A crash in a NIF circumvents the entire supervisor architecture that makes failing fast work well in Erlang/Elixir. The idea is that a crash never pulls down the entire thing, only the parts that are directly connected. So in the original telecommunication use case, you'd happily fail a single call if something unexpected happens, but that never should take down the entire telecom switch and all other calls with it.
A bad NIF crashes the entire VM and breaks the Erlang/Elixir model of failure handling, so you really should not put code that crashes in there.
Yes mostly; when you get a failed allocation, for the most part there is nothing reasonable to do other than make a nice crash dump. Especially from the point of view of a language/toolkit.
As a operator/user, you can certainly write some code to scan for large processes, and kill them; with a fair bit of success, but that's not a great thing for the toolkit to do, it doesn't have a good way to tell what's too big or what's intended.

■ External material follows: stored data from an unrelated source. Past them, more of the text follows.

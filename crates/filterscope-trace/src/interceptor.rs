//! Syscall interception engine.
//!
//! Drives a [`Tracee`] from one syscall boundary to the next until it
//! either installs a seccomp filter or terminates. The first install is
//! captured and the process is killed; if none happens the process is
//! released unharmed.

use std::fmt;

use filterscope_common::error::Result;
use filterscope_common::types::ProcessState;

use crate::dump::{self, FilterProgram};
use crate::signature::{self, FilterInstall};
use crate::tracee::{StopEvent, Tracee};

/// Where the engine is in its run.
///
/// There is no "not attached" state: holding an [`Interceptor`] means a
/// process is already under supervision.
#[derive(Debug, Clone, Copy, PartialEq, Eq)]
pub enum EngineState {
    /// A process is attached but has not been resumed yet.
    Attached,
    /// Resuming and waiting for syscall stops.
    AwaitingSyscallStop,
    /// A filter-install call was seen and captured.
    Matched,
    /// The process terminated without installing a filter.
    Finished,
}

impl fmt::Display for EngineState {
    fn fmt(&self, f: &mut fmt::Formatter<'_>) -> fmt::Result {
        match self {
            Self::Attached => write!(f, "attached"),
            Self::AwaitingSyscallStop => write!(f, "awaiting-syscall-stop"),
            Self::Matched => write!(f, "matched"),
            Self::Finished => write!(f, "finished"),
        }
    }
}

/// A captured filter-install call.
#[derive(Debug)]
pub struct Capture {
    /// The call and the program pointer it passed.
    pub install: FilterInstall,
    /// The program read from that pointer, or the header read failure.
    pub program: Result<FilterProgram>,
}

/// How a supervision run ended.
#[derive(Debug)]
pub enum Outcome {
    /// The process tried to install a filter; it has been killed.
    Captured(Capture),
    /// The process terminated without installing a filter.
    NotFound {
        /// How the process ended.
        exit: ProcessState,
    },
}

/// The interception engine. Owns the supervised process for the run.
pub struct Interceptor<T: Tracee> {
    tracee: T,
    state: EngineState,
}

impl<T: Tracee> Interceptor<T> {
    /// Takes ownership of an attached process.
    pub fn new(tracee: T) -> Self {
        tracing::debug!(pid = tracee.pid(), "engine attached");
        Self {
            tracee,
            state: EngineState::Attached,
        }
    }

    /// Current engine state.
    pub const fn state(&self) -> EngineState {
        self.state
    }

    /// Runs until the first filter install or process termination.
    ///
    /// Blocks for as long as the process runs. On a capture the process
    /// is killed and reaped; otherwise it is detached.
    ///
    /// # Errors
    ///
    /// Returns an error only if waiting for the process fails. The
    /// process is released when the engine is dropped.
    pub fn run(mut self) -> Result<Outcome> {
        let pid = self.tracee.pid();
        self.transition(EngineState::AwaitingSyscallStop);
        let mut pending = None;

        loop {
            if let Err(error) = self.tracee.resume_to_syscall(pending.take()) {
                tracing::debug!(pid, ?error, "resume failed");
            }
            match self.tracee.wait_stop()? {
                StopEvent::NormalExit(code) => {
                    tracing::info!(pid, code, "child exited");
                    return Ok(self.finish());
                }
                StopEvent::SignalExit(signal) => {
                    tracing::info!(pid, %signal, "child killed by signal");
                    return Ok(self.finish());
                }
                StopEvent::OtherStop(signal) => {
                    tracing::trace!(pid, ?signal, "non-syscall stop");
                    pending = signal;
                }
                StopEvent::SyscallStop => {
                    let event = match self.tracee.syscall_event() {
                        Ok(event) => event,
                        Err(error) => {
                            tracing::warn!(pid, ?error, "could not read syscall registers");
                            continue;
                        }
                    };
                    tracing::trace!(pid, nr = event.number, "syscall stop");
                    if let Some(install) = signature::recognize(&event) {
                        return Ok(self.capture(install));
                    }
                }
            }
        }
    }

    fn capture(mut self, install: FilterInstall) -> Outcome {
        self.transition(EngineState::Matched);
        tracing::info!(
            pid = self.tracee.pid(),
            call = %install.call,
            program = install.program,
            "intercepted filter install"
        );
        let program = dump::materialize(&self.tracee, install.program);
        if let Err(error) = self.tracee.kill_and_reap() {
            tracing::warn!(pid = self.tracee.pid(), ?error, "failed to kill child");
        }
        Outcome::Captured(Capture { install, program })
    }

    fn finish(mut self) -> Outcome {
        self.transition(EngineState::Finished);
        if let Err(error) = self.tracee.detach() {
            tracing::debug!(pid = self.tracee.pid(), ?error, "detach failed");
        }
        Outcome::NotFound {
            exit: self.tracee.state(),
        }
    }

    fn transition(&mut self, next: EngineState) {
        tracing::debug!(from = %self.state, to = %next, "engine state");
        self.state = next;
    }
}
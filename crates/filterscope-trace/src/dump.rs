//! Pulling a filter program out of the supervised process.

use filterscope_bpf::disasm::{self, DecodedLine};
use filterscope_bpf::insn::{INSTRUCTION_SIZE, SockFilter};
use filterscope_bpf::program::{HEADER_SIZE, ProgramHeader};
use filterscope_common::error::{FilterscopeError, Result};

use crate::memory::RemoteMemory;

/// The instruction whose read stopped materialization.
#[derive(Debug)]
pub struct InstructionReadFailure {
    /// Index of the unreadable instruction.
    pub index: u16,
    /// Why it could not be read.
    pub error: FilterscopeError,
}

/// A filter program as far as it could be read.
#[derive(Debug)]
pub struct FilterProgram {
    /// The `sock_fprog` header.
    pub header: ProgramHeader,
    /// Instructions `0..n` read before the first failure (all of them on
    /// success).
    pub instructions: Vec<SockFilter>,
    /// Set when an instruction read failed before reaching `header.len`.
    pub failure: Option<InstructionReadFailure>,
}

impl FilterProgram {
    /// Returns `true` if every instruction the header announced was read.
    #[must_use]
    pub const fn is_complete(&self) -> bool {
        self.failure.is_none()
    }

    /// Disassembles the instructions that were read, in index order.
    #[must_use]
    pub fn lines(&self) -> Vec<DecodedLine> {
        disasm::disassemble(&self.instructions)
    }
}

/// Reads the `sock_fprog` at `program` and then each of its instructions.
///
/// A failed instruction read ends the walk but keeps what came before it;
/// the failure is recorded on the returned program.
///
/// # Errors
///
/// Returns an error if the header itself cannot be read. No instructions
/// are read in that case.
pub fn materialize<M: RemoteMemory + ?Sized>(memory: &M, program: u64) -> Result<FilterProgram> {
    let bytes = memory.read_bytes(program, HEADER_SIZE)?;
    let header = ProgramHeader::decode(&bytes).ok_or_else(|| FilterscopeError::RemoteRead {
        address: program,
        length: HEADER_SIZE,
        word_address: program,
        source: std::io::Error::new(std::io::ErrorKind::UnexpectedEof, "short header"),
    })?;
    tracing::debug!(len = header.len, filter = header.filter, "read filter header");

    let mut instructions = Vec::with_capacity(usize::from(header.len));
    let mut failure = None;
    for index in 0..header.len {
        match read_instruction(memory, &header, index) {
            Ok(insn) => instructions.push(insn),
            Err(error) => {
                tracing::warn!(index, %error, "filter instruction unreadable");
                failure = Some(InstructionReadFailure { index, error });
                break;
            }
        }
    }

    Ok(FilterProgram {
        header,
        instructions,
        failure,
    })
}

fn read_instruction<M: RemoteMemory + ?Sized>(
    memory: &M,
    header: &ProgramHeader,
    index: u16,
) -> Result<SockFilter> {
    let address = header
        .instruction_address(index)
        .ok_or_else(|| FilterscopeError::RemoteRead {
            address: header.filter,
            length: INSTRUCTION_SIZE,
            word_address: header.filter,
            source: std::io::Error::new(
                std::io::ErrorKind::InvalidInput,
                "instruction address overflows",
            ),
        })?;
    let bytes = memory.read_bytes(address, INSTRUCTION_SIZE)?;
    SockFilter::from_slice(&bytes).ok_or_else(|| FilterscopeError::RemoteRead {
        address,
        length: INSTRUCTION_SIZE,
        word_address: address,
        source: std::io::Error::new(std::io::ErrorKind::UnexpectedEof, "short instruction"),
    })
}

#[cfg(test)]
mod tests {
    use std::collections::HashMap;

    use super::*;
    use crate::memory::WORD_SIZE;

    /// Sparse word-addressed memory.
    #[derive(Default)]
    struct Words(HashMap<u64, [u8; WORD_SIZE]>);

    impl Words {
        fn store(&mut self, address: u64, bytes: &[u8]) {
            for (i, chunk) in bytes.chunks(WORD_SIZE).enumerate() {
                let mut word = [0u8; WORD_SIZE];
                word[..chunk.len()].copy_from_slice(chunk);
                let _ = self.0.insert(address + (i * WORD_SIZE) as u64, word);
            }
        }
    }

    impl RemoteMemory for Words {
        fn read_word(&self, address: u64) -> std::io::Result<[u8; WORD_SIZE]> {
            self.0
                .get(&address)
                .copied()
                .ok_or_else(|| std::io::Error::from_raw_os_error(libc::EIO))
        }
    }

    fn program(len: u16, filter: u64, insns: &[SockFilter]) -> Words {
        let mut mem = Words::default();
        mem.store(0x1000, &ProgramHeader { len, filter }.encode().unwrap());
        let bytes: Vec<u8> = insns.iter().flat_map(SockFilter::encode).collect();
        mem.store(filter, &bytes);
        mem
    }

    #[test]
    fn reads_every_instruction() {
        let insns = [
            SockFilter::new(0x20, 0, 0, 4),
            SockFilter::new(0x06, 0, 0, 0x7fff_0000),
        ];
        let prog = materialize(&program(2, 0x2000, &insns), 0x1000).unwrap();
        assert!(prog.is_complete());
        assert_eq!(prog.instructions, insns);
        assert_eq!(prog.header, ProgramHeader { len: 2, filter: 0x2000 });
    }

    #[test]
    fn empty_program_has_no_lines() {
        let prog = materialize(&program(0, 0x2000, &[]), 0x1000).unwrap();
        assert!(prog.is_complete());
        assert!(prog.lines().is_empty());
    }

    #[test]
    fn unreadable_header_yields_error() {
        let mem = Words::default();
        assert!(matches!(
            materialize(&mem, 0x1000),
            Err(FilterscopeError::RemoteRead { address: 0x1000, .. })
        ));
    }

    #[test]
    fn partial_program_keeps_prefix() {
        // Header claims three instructions; only two are mapped.
        let insns = [SockFilter::new(0x20, 0, 0, 0), SockFilter::new(0x06, 0, 0, 0)];
        let prog = materialize(&program(3, 0x2000, &insns), 0x1000).unwrap();
        assert!(!prog.is_complete());
        assert_eq!(prog.instructions.len(), 2);
        assert_eq!(prog.failure.as_ref().map(|f| f.index), Some(2));
        assert_eq!(prog.lines()[1].text, "return KILL");
    }
}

Nowadays in Erlang you can set a memory limit per process[1], ensuring they get killed if they try to allocate more. Of course you still have to estimate how much is reasonable which isn’t always obvious...
Actually, that's not exactly what Joe Armstrong envisioned when he created Erlang, the system.
If you read his 2003[1] thesis, at page 36 he quotes a paper from Jim Gray (who worked at Tandem computers and was a Turing award winner)
Although compiler checking and exception handling provided by programming languages are real assets, history seems to have favored the run-time checks plus the process approach to fault-containment. It has the virtue of simplicity—if a process or its processor misbehaves, stop it
and the on page 37
The idea of “fail-fast” modules is mirrored in our guidelines for programming where we say that processes should only do when they are supposed to do according to the specification, otherwise they should crash.
and then on page 40
Error handling is non-local.
When we make a fault-tolerant system we need at least two physically separated computers. Using a single computer will not work, if it crashes, all is lost. The simplest fault-tolerant system we can imagine has exactly two computers, if one computer crashes, then the other computer should take over what the first computer was doing. In this simple situation even the software for fault-recovery must be non-local; the error occurs on the first machine, but is corrected by software running on the second machine.
So actually the VM crash is a signal: something's gone really bad, don't even try to recover, just let it die and let some other non-local process take over (the OS, some `forever` like script, a process on another machine...).
A bad NIF crashes the entire VM and breaks the Erlang/Elixir model of failure handling, so you really should not put code that crashes in there.